Case Study: Term 3
School: Merriwa Primary School
Teachers: Erin Purcell, Renee Rogers and Naydene Duffill
Year Group: 1/2
Creative Practitioners: Charissa Delima and Andrea Tenger
Creative Practice: Visual Art
Main Curriculum Focus: English Language and Literacy
Merriwa Primary School is an Independent Public Primary School with a strong focus on academic achievement with priorities in literacy and numeracy. Its teaching programs allow all students to develop the knowledge and skills to become confident independent learners. The school rates below average in the Index of Community Socio-Educational Advantage with 59% of its students in the lowest quarter (the lower the ICSEA value, the lower the level of educational advantage of students who go to this school.) Its student population is complex and varied; 31% have a language background other than English and 13% are Indigenous. It has a highly transient population, with an annual rate of around 30%.
This is the third year that Merriwa has participated in Creative Schools. This year three classes (two year one classes and one year two class) have combined to form two groups. The teachers have chosen to support the whole of school, focusing on enriching language development, in particular vocabulary and comprehension, as this area scores very low in NAPLAN tests. The teachers are hoping to benefit from experiencing new ways to approach this learning area and from being allowed the time and space to move away from a ‘structured teachers lead’ to a more open-ended way of sharing knowledge. The goal is to increase positive student engagement in the classroom and develop students who are excited and enthusiastic about learning and who will collaborate with their teachers and be involved in their learning. It is hoped that this approach will ultimately build independent and resilient learners, both in and outside of the school environment.
“You received your school placement and research all about them.
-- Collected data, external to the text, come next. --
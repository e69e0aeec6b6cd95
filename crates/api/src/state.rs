use std::sync::Arc;

use crate::config::ServerConfig;

/// Shared application state available to all Axum handlers via `State<AppState>`.
///
/// This is cheaply cloneable (inner data is behind `Arc` or is already `Clone`).
#[derive(Clone)]
pub struct AppState {
    /// Database connection pool.
    pub pool: sirius_db::DbPool,
    /// Server configuration (JWT secret, CORS origins, timeouts).
    pub config: Arc<ServerConfig>,
}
Yet nothing beats the excitement of meeting amazing students with different personalities. With time, you get to know them and see how their minds are working with every creative challenge you give. They take it, analyse, weigh their options with great enthusiasm. Then and there, you know you made your mark on them and vice-versa.” - Creative Practitioner
The students learnt how to be critical and creative in their thinking by being inquisitive and identifying, exploring and organising information and ideas. They also discovered factual and exploratory questions based on personal interests and experiences. By identifying and clarifying information and ideas, the students could recognise and describe familiar information and ideas during a discussion or investigation. The students generated ideas by imagining possibilities and connecting ideas to view or create things in new ways and connect two things that seem different. By reflecting on their thinking and the creative process, the students were able to describe what they were thinking and give reasons why.
“I’ve been having ideas all the time.” - Student
The students cultivated self-awareness by developing their reflective practice, recognising and identifying their participation in activities and how they completed a task. By making choices and setting goals the students learnt self-management skills and self-discipline throughout their creative learning experience. The students showed their initiative by working independently, attempting tasks themselves while supporting each other.
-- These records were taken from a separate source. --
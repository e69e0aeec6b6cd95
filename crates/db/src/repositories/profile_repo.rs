//! Repository for the `user_profiles` table.

use sirius_core::types::DbId;
use sqlx::PgPool;

use crate::models::user::{ProfileInput, UserProfile};

const COLUMNS: &str = "id, user_id, role, phone, company, rut, address, avatar, active, created_at";

/// Provides profile lookup and edits. Every account gets a profile on
/// first touch; the default role is `client`.
pub struct ProfileRepo;

impl ProfileRepo {
    /// Fetch the profile for an account, creating a default one if none
    /// exists yet. The no-op conflict update makes RETURNING yield the
    /// existing row, so concurrent callers all see the same profile.
    pub async fn get_or_create(pool: &PgPool, user_id: DbId) -> Result<UserProfile, sqlx::Error> {
        let query = format!(
            "INSERT INTO user_profiles (user_id) VALUES ($1)
             ON CONFLICT (user_id) DO UPDATE SET user_id = EXCLUDED.user_id
             RETURNING {COLUMNS}"
        );
        sqlx::query_as::<_, UserProfile>(&query)
            .bind(user_id)
            .fetch_one(pool)
            .await
    }

    /// Full-field write of an account's profile, creating the row when
    /// it does not exist yet.
    pub async fn upsert(
        pool: &PgPool,
        user_id: DbId,
        input: &ProfileInput,
    ) -> Result<UserProfile, sqlx::Error> {
        let query = format!(
            "INSERT INTO user_profiles (user_id, role, phone, company, rut, address, avatar)
             VALUES ($1, $2, $3, $4, $5, $6, $7)
             ON CONFLICT (user_id) DO UPDATE SET
                role = EXCLUDED.role,
                phone = EXCLUDED.phone,
                company = EXCLUDED.company,
                rut = EXCLUDED.rut,
                address = EXCLUDED.address,
                avatar = EXCLUDED.avatar
             RETURNING {COLUMNS}"
        );
        sqlx::query_as::<_, UserProfile>(&query)
            .bind(user_id)
            .bind(input.role.as_str())
            .bind(&input.phone)
            .bind(&input.company)
            .bind(&input.rut)
            .bind(&input.address)
            .bind(&input.avatar)
            .fetch_one(pool)
            .await
    }
}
“I’ve noticed that the students are becoming more invested in their learning. They are starting to spend more time doing the activities, working things out and thinking about what they are doing, instead of rushing to finish so they can do something else.” - Creative Practitioner
English Language - The students learnt word level grammar by exploring the differences in words that represent people, places and things (nouns, pronouns), happenings and states (verbs), qualities (adjectives) and details like when, where and how (adverbs).
Visual Language - We compared different kinds of images in narrative and informative texts and discussed how they contribute to meaning.
English Literature - We explored Literature & context by discussing how authors create characters using language and images.
Responding to Literature - We discussed characters and events in a range of literary texts, and shared personal responses to these texts, making connections with the students own experiences.
“I love coming to school on Thursdays, because I love creative reading. We are learning new stuff, and we make stuff. We can start making things of the stories we read.” - Student
Comprehension Strategies - Comprehension strategies were used to build literal and inferred meaning about key events, ideas and information in texts that they listened to, viewed and read by drawing on growing knowledge of context, text structures and language features.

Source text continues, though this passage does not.